Pastillas are usually made with some variation of the same ingredients: milk, sugar, and citrus. They're shaped into little cylinders or spheres and usually wrapped in paper for individual consumption, similar to a piece of taffy. Delishably writes that the water buffalo milk "is traditionally mixed with refined sugar and citrus extract, usually from calamansi (Philippine lime)" to create the distinct sweet treat that the country loves so well. Panlasang Pinoy claims that "the best Pastillas are the ones that are made using Carabao's milk," but of course, you can get a little creative if you don't have that nearby.

How are pastillas de leche made?

The process for making your own pastillas de leche varies depending on what type of milk you use. One recipe from Kawaling Pinoy recommends reducing fresh milk and sugar on the stovetop for 1 to 1.5 hours, then adding in lime zest, butter, and powdered milk. Once this mixture starts pulling from the sides and forms a dough-like consistency, pour the mixture onto a plate and allow it to cool. Divide the dough and into about 40 segments and roll them in a layer of sugar, wrapping each in Japanese paper or cellophane to finish them. 

Another recipe from Panlasang Pinoy uses powdered milk and condensed milk for a quicker, no-cook recipe. You simply fold powdered milk into condensed milk until it forms a dough-like consistency. Then, divide and shape the dough, give everything a nice coating of sugar, and wrap each piece up in paper. Serious Eats follows a similar procedure as the Kawaling Pinoy recipe, but adds in a bit of heavy cream and a touch of salt and omits the butter and lime zest.

What do pastillas de leche taste like?

The taste of pastillas de leche varies based on what type of milk is used and if any flavors are added. If made traditionally, "carabao's milk is said to be creamier and richer, giving pastillas de leche a distinct tang," Delishably explains, adding that "the texture should be extra-smooth, almost velvety." According to the WikiHow article on pastillas de leche, their flavor "resembles a sweetened caramel in consistency and taste." Common flavors added to pastillas de leche, according to Delishably, include ube, mango, and chocolate.
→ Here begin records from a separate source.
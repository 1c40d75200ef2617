//! Unit tests for device identification

use crate::common::{create_mag_driver, create_mpu_driver};
use gy87::registers::{hmc5883l, mpu6050};

#[test]
fn test_mpu_identity_matches() {
    let (mut driver, _bus) = create_mpu_driver();

    let identity = driver.identify().unwrap();
    assert_eq!(identity.value, 0x68);
    assert!(identity.is_match());
}

#[test]
fn test_mpu_identity_mismatch_is_reported_not_raised() {
    let (mut driver, bus) = create_mpu_driver();
    bus.set_register(mpu6050::WHO_AM_I, 0x34);

    let identity = driver.identify().unwrap();
    assert_eq!(identity.value, 0x34);
    assert!(!identity.is_match());
}

#[test]
fn test_mag_identity_matches() {
    let (mut driver, _bus) = create_mag_driver();

    let identity = driver.identify().unwrap();
    assert_eq!(identity.values, [0x48, 0x34, 0x33]);
    assert!(identity.is_match());
}

#[test]
fn test_mag_identity_partial_mismatch_is_reported_not_raised() {
    let (mut driver, bus) = create_mag_driver();
    // Registers A and B read correctly, C does not
    bus.set_register(hmc5883l::IRC, 0x00);

    let identity = driver.identify().unwrap();
    assert_eq!(identity.values, [0x48, 0x34, 0x00]);
    assert!(!identity.is_match());
}
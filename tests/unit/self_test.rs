//! Unit tests for the MPU-6050 gyroscope and accelerometer self-tests
//!
//! Factory trim values used below: a gyro TEST value of 1 gives
//! `25 * 131 * 1.046^0 = 3275` LSB (negated on Y and Z), and an accel TEST
//! value of 1 gives `4096 * 0.34 = 1392.64` LSB.

use crate::common::{assert_float_eq, create_mpu_driver};
use gy87::registers::mpu6050;
use gy87::sensors::{Axis, GyroFullScale};

#[test]
fn test_gyro_self_test_within_tolerance_passes() {
    let (mut driver, bus) = create_mpu_driver();
    bus.set_register(mpu6050::SELF_TEST_X, 0b0000_0001);
    bus.queue_measurements(mpu6050::GYRO_XOUT_H, &[0, 3275]);

    let outcome = driver.gyro_self_test(Axis::X).unwrap();

    assert_eq!(outcome.axis, Axis::X);
    assert_float_eq(outcome.response, 3275.0, 0.001);
    assert_float_eq(outcome.factory_trim, 3275.0, 0.001);
    assert_float_eq(outcome.deviation_pct, 0.0, 0.001);
    assert!(outcome.passed);
}

#[test]
fn test_gyro_factory_trim_negative_on_y_and_z() {
    let (mut driver, bus) = create_mpu_driver();
    bus.set_register(mpu6050::SELF_TEST_Y, 0b0000_0001);
    bus.queue_measurements(mpu6050::GYRO_YOUT_H, &[0, -3275]);

    let outcome = driver.gyro_self_test(Axis::Y).unwrap();

    assert_float_eq(outcome.factory_trim, -3275.0, 0.001);
    assert!(outcome.passed);
}

#[test]
fn test_gyro_self_test_out_of_tolerance_is_reported_not_raised() {
    let (mut driver, bus) = create_mpu_driver();
    bus.set_register(mpu6050::SELF_TEST_X, 0b0000_0001);
    bus.queue_measurements(mpu6050::GYRO_XOUT_H, &[0, 5000]);

    let outcome = driver.gyro_self_test(Axis::X).unwrap();

    assert!(!outcome.passed);
    assert_float_eq(outcome.deviation_pct, 52.67, 0.01);
}

#[test]
fn test_gyro_self_test_zero_trim_fails() {
    let (mut driver, bus) = create_mpu_driver();
    bus.queue_measurements(mpu6050::GYRO_XOUT_H, &[0, 0]);

    let outcome = driver.gyro_self_test(Axis::X).unwrap();

    assert!(!outcome.passed);
    assert_float_eq(outcome.factory_trim, 0.0, 0.001);
    assert_float_eq(outcome.deviation_pct, 100.0, 0.001);
}

#[test]
fn test_gyro_self_test_forces_and_restores_full_scale() {
    let (mut driver, bus) = create_mpu_driver();
    // FS_SEL = 2 (±1000 °/s) before the test
    bus.set_register(mpu6050::GYRO_CONFIG, 0b0001_0000);
    bus.set_register(mpu6050::SELF_TEST_X, 0b0000_0001);
    bus.queue_measurements(mpu6050::GYRO_XOUT_H, &[0, 3275]);
    bus.clear_operations();

    driver.gyro_self_test(Axis::X).unwrap();

    // Forced to ±250, trigger pulsed, then restored with the trigger clear
    assert_eq!(
        bus.writes_to(mpu6050::GYRO_CONFIG),
        vec![0b0000_0000, 0b1000_0000, 0b0000_0000, 0b0001_0000]
    );
    assert_eq!(driver.gyro_full_scale().unwrap(), GyroFullScale::Dps1000);
}

#[test]
fn test_gyro_self_test_all_axes() {
    let (mut driver, bus) = create_mpu_driver();
    bus.set_register(mpu6050::SELF_TEST_X, 0b0000_0001);
    bus.set_register(mpu6050::SELF_TEST_Y, 0b0000_0001);
    bus.set_register(mpu6050::SELF_TEST_Z, 0b0000_0001);
    bus.queue_measurements(mpu6050::GYRO_XOUT_H, &[0, 3275]);
    bus.queue_measurements(mpu6050::GYRO_YOUT_H, &[0, -3275]);
    bus.queue_measurements(mpu6050::GYRO_ZOUT_H, &[0, -3275]);

    let report = driver.gyro_self_test_all().unwrap();

    assert!(report.all_passed());
    assert_eq!(report.y.axis, Axis::Y);
}

#[test]
fn test_accel_self_test_within_tolerance_passes() {
    let (mut driver, bus) = create_mpu_driver();
    // XA_TEST = 1: high bits zero, low bits 0b01 in SELF_TEST_A[5:4]
    bus.set_register(mpu6050::SELF_TEST_A, 0b0001_0000);
    bus.queue_measurements(mpu6050::ACCEL_XOUT_H, &[0, 1393]);

    let outcome = driver.accel_self_test(Axis::X).unwrap();

    assert_float_eq(outcome.factory_trim, 1392.64, 0.01);
    assert!(outcome.passed);
}

#[test]
fn test_accel_trim_combines_high_and_low_fields() {
    let (mut driver, bus) = create_mpu_driver();
    // ZA_TEST = 0b00110: high bits 001 in SELF_TEST_Z[7:5], low bits 0b10
    // in SELF_TEST_A[1:0], so FT = 1392.64 * (0.92/0.34)^(5/30)
    bus.set_register(mpu6050::SELF_TEST_Z, 0b0010_0000);
    bus.set_register(mpu6050::SELF_TEST_A, 0b0000_0010);
    bus.queue_measurements(mpu6050::ACCEL_ZOUT_H, &[0, 1644]);

    let outcome = driver.accel_self_test(Axis::Z).unwrap();

    assert_float_eq(outcome.factory_trim, 1644.0, 1.0);
    assert!(outcome.passed);
}

#[test]
fn test_accel_self_test_forces_and_restores_full_scale() {
    let (mut driver, bus) = create_mpu_driver();
    bus.set_register(mpu6050::SELF_TEST_A, 0b0001_0000);
    bus.queue_measurements(mpu6050::ACCEL_XOUT_H, &[0, 1393]);
    bus.clear_operations();

    driver.accel_self_test(Axis::X).unwrap();

    // Forced to ±8g from the ±2g default, trigger pulsed, then restored
    assert_eq!(
        bus.writes_to(mpu6050::ACCEL_CONFIG),
        vec![0b0001_0000, 0b1001_0000, 0b0001_0000, 0b0000_0000]
    );
}

#[test]
fn test_accel_self_test_zero_trim_fails() {
    let (mut driver, bus) = create_mpu_driver();
    bus.queue_measurements(mpu6050::ACCEL_YOUT_H, &[0, 500]);

    let outcome = driver.accel_self_test(Axis::Y).unwrap();

    assert!(!outcome.passed);
    assert_float_eq(outcome.deviation_pct, 100.0, 0.001);
}
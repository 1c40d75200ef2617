//! Bus interface for the GY-87 sensors
//!
//! The drivers talk to the outside world through the [`RegisterBus`] trait:
//! single-byte register reads and writes against one device address. The
//! [`I2cInterface`] implementation wraps any `embedded-hal` 1.0 blocking I2C
//! peripheral; tests substitute an in-memory mock.

use crate::{HMC5883L_ADDRESS, MPU6050_ADDRESS_AD0_HIGH, MPU6050_ADDRESS_AD0_LOW};

/// Byte-level register access against a single device
///
/// Every driver operation is one or more blocking calls through this trait;
/// there is no timeout, retry, or cancellation. A failed transaction (NACK,
/// bus fault) surfaces as `Self::Error` and is propagated by the drivers
/// without interpretation.
pub trait RegisterBus {
    /// Underlying bus error type
    type Error;

    /// Read one byte from `register`
    fn read_byte(&mut self, register: u8) -> Result<u8, Self::Error>;

    /// Write one byte to `register`
    fn write_byte(&mut self, register: u8, value: u8) -> Result<(), Self::Error>;
}

/// I2C implementation of [`RegisterBus`]
///
/// Owns the I2C peripheral together with the 7-bit device address, so a
/// driver never has to carry the address separately.
pub struct I2cInterface<I2C> {
    i2c: I2C,
    address: u8,
}

impl<I2C> I2cInterface<I2C> {
    /// Create an interface for the MPU-6050 at its default address
    /// (0x68, AD0 pin LOW)
    ///
    /// This is the most common configuration; the AD0 pin is typically
    /// pulled low or left floating.
    pub const fn default(i2c: I2C) -> Self {
        Self {
            i2c,
            address: MPU6050_ADDRESS_AD0_LOW,
        }
    }

    /// Create an interface for the MPU-6050 at its alternative address
    /// (0x69, AD0 pin HIGH)
    ///
    /// Use this when the AD0 pin is explicitly pulled high to VDD.
    pub const fn alternative(i2c: I2C) -> Self {
        Self {
            i2c,
            address: MPU6050_ADDRESS_AD0_HIGH,
        }
    }

    /// Create an interface for the HMC5883L (fixed address 0x1E)
    ///
    /// When the magnetometer sits behind the MPU-6050's auxiliary bus, the
    /// MPU-6050 must be in pass-through mode before this address responds;
    /// see [`Mpu6050Driver::set_pass_through`](crate::Mpu6050Driver::set_pass_through).
    pub const fn magnetometer(i2c: I2C) -> Self {
        Self {
            i2c,
            address: HMC5883L_ADDRESS,
        }
    }

    /// Create an interface with a custom device address
    pub const fn new(i2c: I2C, address: u8) -> Self {
        Self { i2c, address }
    }

    /// The 7-bit device address this interface talks to
    pub const fn address(&self) -> u8 {
        self.address
    }

    /// Consume the interface and return the I2C peripheral
    pub fn release(self) -> I2C {
        self.i2c
    }
}

impl<I2C, E> RegisterBus for I2cInterface<I2C>
where
    I2C: embedded_hal::i2c::I2c<Error = E>,
{
    type Error = E;

    fn read_byte(&mut self, register: u8) -> Result<u8, Self::Error> {
        let mut buffer = [0u8; 1];
        self.i2c
            .write_read(self.address, &[register], &mut buffer)?;
        Ok(buffer[0])
    }

    fn write_byte(&mut self, register: u8, value: u8) -> Result<(), Self::Error> {
        self.i2c.write(self.address, &[register, value])
    }
}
As with most foods that are unique in their creation, describing these candies to someone who has never tasted their distinct flavor can be difficult. Many blogs and recipes, including Food and Wine, describe pastillas de leche as "milky" and "chewy," which makes sense considering the primary ingredient is milk that is cooked down until it forms a dough. With so few ingredients (milk and sugar), it's probably safe to assume that these delicious Filipino candies have a sweet and creamy taste, probably similar to a vanilla ice cream if it were in nougat or caramel form.

Where to buy pastillas de leche

Unless you're living in the Philippines, it may be difficult to find local or freshly made pastillas de leche near you. Fortunately, the popularity of these creamy candies is rising in the United States, making it easier to find them on sites like Amazon and in a few stores. The brand Gwenie's Pastries has bags of pastillas de leche that can be found in some Walmarts and online, or you can order directly through their website. Aiza's Sweets can be bought online through the Asian grocery service Panda Pack; their pastillas come in a variety pack with a multitude of different flavors, from buko pandan and ube to classic leche. 

The brand Lucia sells ube-flavored pastillas de leche on Amazon, as well as variety packs on certain Filipino food vendor websites, such as Sarap Now. While they may be a little tough to find, there are several options for grabbing yourself some pastillas de leche. Worst case scenario, you can always try making these sweet treats for yourself at home!